[Dataset records]
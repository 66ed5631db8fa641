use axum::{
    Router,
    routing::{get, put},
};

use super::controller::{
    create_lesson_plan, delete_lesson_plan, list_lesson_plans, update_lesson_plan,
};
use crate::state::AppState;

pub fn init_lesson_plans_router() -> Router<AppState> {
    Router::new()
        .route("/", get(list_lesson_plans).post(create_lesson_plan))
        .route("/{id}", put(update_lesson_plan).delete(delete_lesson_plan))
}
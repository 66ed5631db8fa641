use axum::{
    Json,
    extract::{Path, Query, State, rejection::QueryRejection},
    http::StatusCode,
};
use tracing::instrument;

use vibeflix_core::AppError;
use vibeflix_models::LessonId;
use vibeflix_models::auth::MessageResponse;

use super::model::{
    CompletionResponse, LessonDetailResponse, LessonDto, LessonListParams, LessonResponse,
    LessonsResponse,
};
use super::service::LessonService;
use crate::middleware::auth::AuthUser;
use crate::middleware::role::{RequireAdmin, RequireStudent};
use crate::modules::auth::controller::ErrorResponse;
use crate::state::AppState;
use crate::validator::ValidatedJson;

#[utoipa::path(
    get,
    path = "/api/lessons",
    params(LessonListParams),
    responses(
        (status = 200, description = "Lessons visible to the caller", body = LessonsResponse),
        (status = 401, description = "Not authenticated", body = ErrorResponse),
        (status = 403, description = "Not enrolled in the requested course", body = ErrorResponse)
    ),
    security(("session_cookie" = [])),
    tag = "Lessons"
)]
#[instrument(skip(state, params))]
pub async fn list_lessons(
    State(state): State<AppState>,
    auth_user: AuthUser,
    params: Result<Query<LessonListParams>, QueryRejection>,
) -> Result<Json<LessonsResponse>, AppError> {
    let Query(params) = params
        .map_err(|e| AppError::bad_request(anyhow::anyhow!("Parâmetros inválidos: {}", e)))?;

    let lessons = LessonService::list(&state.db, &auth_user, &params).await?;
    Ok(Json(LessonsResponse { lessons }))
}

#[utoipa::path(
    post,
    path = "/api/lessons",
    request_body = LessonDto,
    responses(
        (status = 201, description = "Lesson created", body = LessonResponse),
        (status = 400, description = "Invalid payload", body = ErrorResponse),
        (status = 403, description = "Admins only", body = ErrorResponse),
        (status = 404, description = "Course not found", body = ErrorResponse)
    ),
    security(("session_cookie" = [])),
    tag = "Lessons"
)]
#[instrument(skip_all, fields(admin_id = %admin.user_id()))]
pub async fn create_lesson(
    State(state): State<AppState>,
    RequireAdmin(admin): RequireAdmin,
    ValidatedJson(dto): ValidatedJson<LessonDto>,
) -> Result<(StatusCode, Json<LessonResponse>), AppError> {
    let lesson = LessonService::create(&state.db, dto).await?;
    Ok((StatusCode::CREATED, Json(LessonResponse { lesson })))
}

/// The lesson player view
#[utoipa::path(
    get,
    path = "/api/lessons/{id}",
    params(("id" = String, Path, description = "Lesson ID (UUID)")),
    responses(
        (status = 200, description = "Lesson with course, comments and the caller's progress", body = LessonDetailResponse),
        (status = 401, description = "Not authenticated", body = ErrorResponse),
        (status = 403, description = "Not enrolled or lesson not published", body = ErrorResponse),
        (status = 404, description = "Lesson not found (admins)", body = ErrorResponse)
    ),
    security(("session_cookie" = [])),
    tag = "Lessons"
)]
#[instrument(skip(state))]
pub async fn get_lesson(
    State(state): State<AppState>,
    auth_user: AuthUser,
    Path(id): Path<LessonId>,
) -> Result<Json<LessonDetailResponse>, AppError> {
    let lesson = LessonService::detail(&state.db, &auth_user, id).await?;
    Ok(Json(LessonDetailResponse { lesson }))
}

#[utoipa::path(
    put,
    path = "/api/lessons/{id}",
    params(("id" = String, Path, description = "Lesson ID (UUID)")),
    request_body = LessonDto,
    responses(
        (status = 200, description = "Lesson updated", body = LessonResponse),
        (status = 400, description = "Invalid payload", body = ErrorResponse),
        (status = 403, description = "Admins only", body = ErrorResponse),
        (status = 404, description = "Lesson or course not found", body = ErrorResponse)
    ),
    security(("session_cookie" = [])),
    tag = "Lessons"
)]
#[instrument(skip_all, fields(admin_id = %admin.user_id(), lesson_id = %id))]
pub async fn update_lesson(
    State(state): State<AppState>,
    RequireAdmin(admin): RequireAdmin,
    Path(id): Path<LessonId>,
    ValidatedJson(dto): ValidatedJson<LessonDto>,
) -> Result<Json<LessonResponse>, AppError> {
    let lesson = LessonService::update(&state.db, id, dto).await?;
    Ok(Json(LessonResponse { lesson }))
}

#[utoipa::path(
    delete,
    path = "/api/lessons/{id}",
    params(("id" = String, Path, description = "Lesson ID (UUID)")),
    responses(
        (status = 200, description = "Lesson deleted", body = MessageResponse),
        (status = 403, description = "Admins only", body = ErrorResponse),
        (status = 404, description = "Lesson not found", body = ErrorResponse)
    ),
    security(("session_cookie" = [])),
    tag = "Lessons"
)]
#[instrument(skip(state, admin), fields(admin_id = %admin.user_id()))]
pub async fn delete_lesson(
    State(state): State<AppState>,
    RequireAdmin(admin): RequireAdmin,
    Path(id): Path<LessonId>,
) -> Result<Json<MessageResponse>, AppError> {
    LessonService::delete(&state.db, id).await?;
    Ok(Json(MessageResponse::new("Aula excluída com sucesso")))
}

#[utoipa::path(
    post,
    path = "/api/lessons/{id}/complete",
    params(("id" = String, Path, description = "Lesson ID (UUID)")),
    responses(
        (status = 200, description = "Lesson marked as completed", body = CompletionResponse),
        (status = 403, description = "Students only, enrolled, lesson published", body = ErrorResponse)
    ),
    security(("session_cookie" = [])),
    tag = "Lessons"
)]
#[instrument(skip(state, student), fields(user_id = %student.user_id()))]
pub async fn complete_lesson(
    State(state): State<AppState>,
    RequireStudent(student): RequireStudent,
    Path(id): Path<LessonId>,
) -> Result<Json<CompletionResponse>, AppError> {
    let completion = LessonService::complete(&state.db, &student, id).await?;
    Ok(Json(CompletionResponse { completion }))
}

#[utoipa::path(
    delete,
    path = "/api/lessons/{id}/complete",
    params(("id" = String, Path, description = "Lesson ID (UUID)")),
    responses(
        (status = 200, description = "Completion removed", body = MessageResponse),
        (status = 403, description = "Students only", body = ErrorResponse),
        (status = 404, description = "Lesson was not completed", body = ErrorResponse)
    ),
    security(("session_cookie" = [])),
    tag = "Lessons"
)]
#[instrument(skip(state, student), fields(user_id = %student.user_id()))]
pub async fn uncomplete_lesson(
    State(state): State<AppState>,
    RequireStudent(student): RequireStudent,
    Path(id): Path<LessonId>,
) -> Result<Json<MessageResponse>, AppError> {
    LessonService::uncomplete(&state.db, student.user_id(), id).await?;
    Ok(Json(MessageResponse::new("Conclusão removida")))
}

**WHAT YOU WILL DO**
A word-for-word transcription of all the data is needed.

**RESULT OF THIS TASK**
repository 66ed5631db8fa641
use axum::{
    Router,
    routing::{get, put},
};

use super::controller::{
    create_lesson_plan, delete_lesson_plan, list_lesson_plans, update_lesson_plan,
};
use crate::state::AppState;

pub fn init_lesson_plans_router() -> Router<AppState> {
    Router::new()
        .route("/", get(list_lesson_plans).post(create_lesson_plan))
        .route("/{id}", put(update_lesson_plan).delete(delete_lesson_plan))
}
repository 66ed5631db8fa641
use axum::{
    Json,
    extract::{Path, Query, State, rejection::QueryRejection},
    http::StatusCode,
};
use tracing::instrument;

use vibeflix_core::AppError;
use vibeflix_models::LessonId;
use vibeflix_models::auth::MessageResponse;

use super::model::{
    CompletionResponse, LessonDetailResponse, LessonDto, LessonListParams, LessonResponse,
    LessonsResponse,
};
use super::service::LessonService;
use crate::middleware::auth::AuthUser;
use crate::middleware::role::{RequireAdmin, RequireStudent};
use crate::modules::auth::controller::ErrorResponse;
use crate::state::AppState;
use crate::validator::ValidatedJson;

#[utoipa::path(
    get,
    path = "/api/lessons",
    params(LessonListParams),
    responses(
        (status = 200, description = "Lessons visible to the caller", body = LessonsResponse),
        (status = 401, description = "Not authenticated", body = ErrorResponse),
        (status = 403, description = "Not enrolled in the requested course", body = ErrorResponse)
    ),
    security(("session_cookie" = [])),
    tag = "Lessons"
)]
#[instrument(skip(state, params))]
pub async fn list_lessons(
    State(state): State<AppState>,
    auth_user: AuthUser,
    params: Result<Query<LessonListParams>, QueryRejection>,
) -> Result<Json<LessonsResponse>, AppError> {
    let Query(params) = params
        .map_err(|e| AppError::bad_request(anyhow::anyhow!("Parâmetros inválidos: {}", e)))?;

    let lessons = LessonService::list(&state.db, &auth_user, &params).await?;
    Ok(Json(LessonsResponse { lessons }))
}

#[utoipa::path(
    post,
    path = "/api/lessons",
    request_body = LessonDto,
    responses(
        (status = 201, description = "Lesson created", body = LessonResponse),
        (status = 400, description = "Invalid payload", body = ErrorResponse),
        (status = 403, description = "Admins only", body = ErrorResponse),
        (status = 404, description = "Course not found", body = ErrorResponse)
    ),
    security(("session_cookie" = [])),
    tag = "Lessons"
)]
#[instrument(skip_all, fields(admin_id = %admin.user_id()))]
pub async fn create_lesson(
    State(state): State<AppState>,
    RequireAdmin(admin): RequireAdmin,
    ValidatedJson(dto): ValidatedJson<LessonDto>,
) -> Result<(StatusCode, Json<LessonResponse>), AppError> {
    let lesson = LessonService::create(&state.db, dto).await?;
    Ok((StatusCode::CREATED, Json(LessonResponse { lesson })))
}

/// The lesson player view
#[utoipa::path(
    get,
    path = "/api/lessons/{id}",
    params(("id" = String, Path, description = "Lesson ID (UUID)")),
    responses(
        (status = 200, description = "Lesson with course, comments and the caller's progress", body = LessonDetailResponse),
        (status = 401, description = "Not authenticated", body = ErrorResponse),
        (status = 403, description = "Not enrolled or lesson not published", body = ErrorResponse),
        (status = 404, description = "Lesson not found (admins)", body = ErrorResponse)
    ),
    security(("session_cookie" = [])),
    tag = "Lessons"
)]
#[instrument(skip(state))]
pub async fn get_lesson(
    State(state): State<AppState>,
    auth_user: AuthUser,
    Path(id): Path<LessonId>,
) -> Result<Json<LessonDetailResponse>, AppError> {
    let lesson = LessonService::detail(&state.db, &auth_user, id).await?;
    Ok(Json(LessonDetailResponse { lesson }))
}

#[utoipa::path(
    put,
    path = "/api/lessons/{id}",
    params(("id" = String, Path, description = "Lesson ID (UUID)")),
    request_body = LessonDto,
    responses(
        (status = 200, description = "Lesson updated", body = LessonResponse),
        (status = 400, description = "Invalid payload", body = ErrorResponse),
        (status = 403, description = "Admins only", body = ErrorResponse),
        (status = 404, description = "Lesson or course not found", body = ErrorResponse)
    ),
    security(("session_cookie" = [])),
    tag = "Lessons"
)]
#[instrument(skip_all, fields(admin_id = %admin.user_id(), lesson_id = %id))]
pub async fn update_lesson(
    State(state): State<AppState>,
    RequireAdmin(admin): RequireAdmin,
    Path(id): Path<LessonId>,
    ValidatedJson(dto): ValidatedJson<LessonDto>,
) -> Result<Json<LessonResponse>, AppError> {
    let lesson = LessonService::update(&state.db, id, dto).await?;
    Ok(Json(LessonResponse { lesson }))
}

#[utoipa::path(
    delete,
    path = "/api/lessons/{id}",
    params(("id" = String, Path, description = "Lesson ID (UUID)")),
    responses(
        (status = 200, description = "Lesson deleted", body = MessageResponse),
        (status = 403, description = "Admins only", body = ErrorResponse),
        (status = 404, description = "Lesson not found", body = ErrorResponse)
    ),
    security(("session_cookie" = [])),
    tag = "Lessons"
)]
#[instrument(skip(state, admin), fields(admin_id = %admin.user_id()))]
pub async fn delete_lesson(
    State(state): State<AppState>,
    RequireAdmin(admin): RequireAdmin,
    Path(id): Path<LessonId>,
) -> Result<Json<MessageResponse>, AppError> {
    LessonService::delete(&state.db, id).await?;
    Ok(Json(MessageResponse::new("Aula excluída com sucesso")))
}

#[utoipa::path(
    post,
    path = "/api/lessons/{id}/complete",
    params(("id" = String, Path, description = "Lesson ID (UUID)")),
    responses(
        (status = 200, description = "Lesson marked as completed", body = CompletionResponse),
        (status = 403, description = "Students only, enrolled, lesson published", body = ErrorResponse)
    ),
    security(("session_cookie" = [])),
    tag = "Lessons"
)]
#[instrument(skip(state, student), fields(user_id = %student.user_id()))]
pub async fn complete_lesson(
    State(state): State<AppState>,
    RequireStudent(student): RequireStudent,
    Path(id): Path<LessonId>,
) -> Result<Json<CompletionResponse>, AppError> {
    let completion = LessonService::complete(&state.db, &student, id).await?;
    Ok(Json(CompletionResponse { completion }))
}

#[utoipa::path(
    delete,
    path = "/api/lessons/{id}/complete",
    params(("id" = String, Path, description = "Lesson ID (UUID)")),
    responses(
        (status = 200, description = "Completion removed", body = MessageResponse),
        (status = 403, description = "Students only", body = ErrorResponse),
        (status = 404, description = "Lesson was not completed", body = ErrorResponse)
    ),
    security(("session_cookie" = [])),
    tag = "Lessons"
)]
#[instrument(skip(state, student), fields(user_id = %student.user_id()))]
pub async fn uncomplete_lesson(
    State(state): State<AppState>,
    RequireStudent(student): RequireStudent,
    Path(id): Path<LessonId>,
) -> Result<Json<MessageResponse>, AppError> {
    LessonService::uncomplete(&state.db, student.user_id(), id).await?;
    Ok(Json(MessageResponse::new("Conclusão removida")))
}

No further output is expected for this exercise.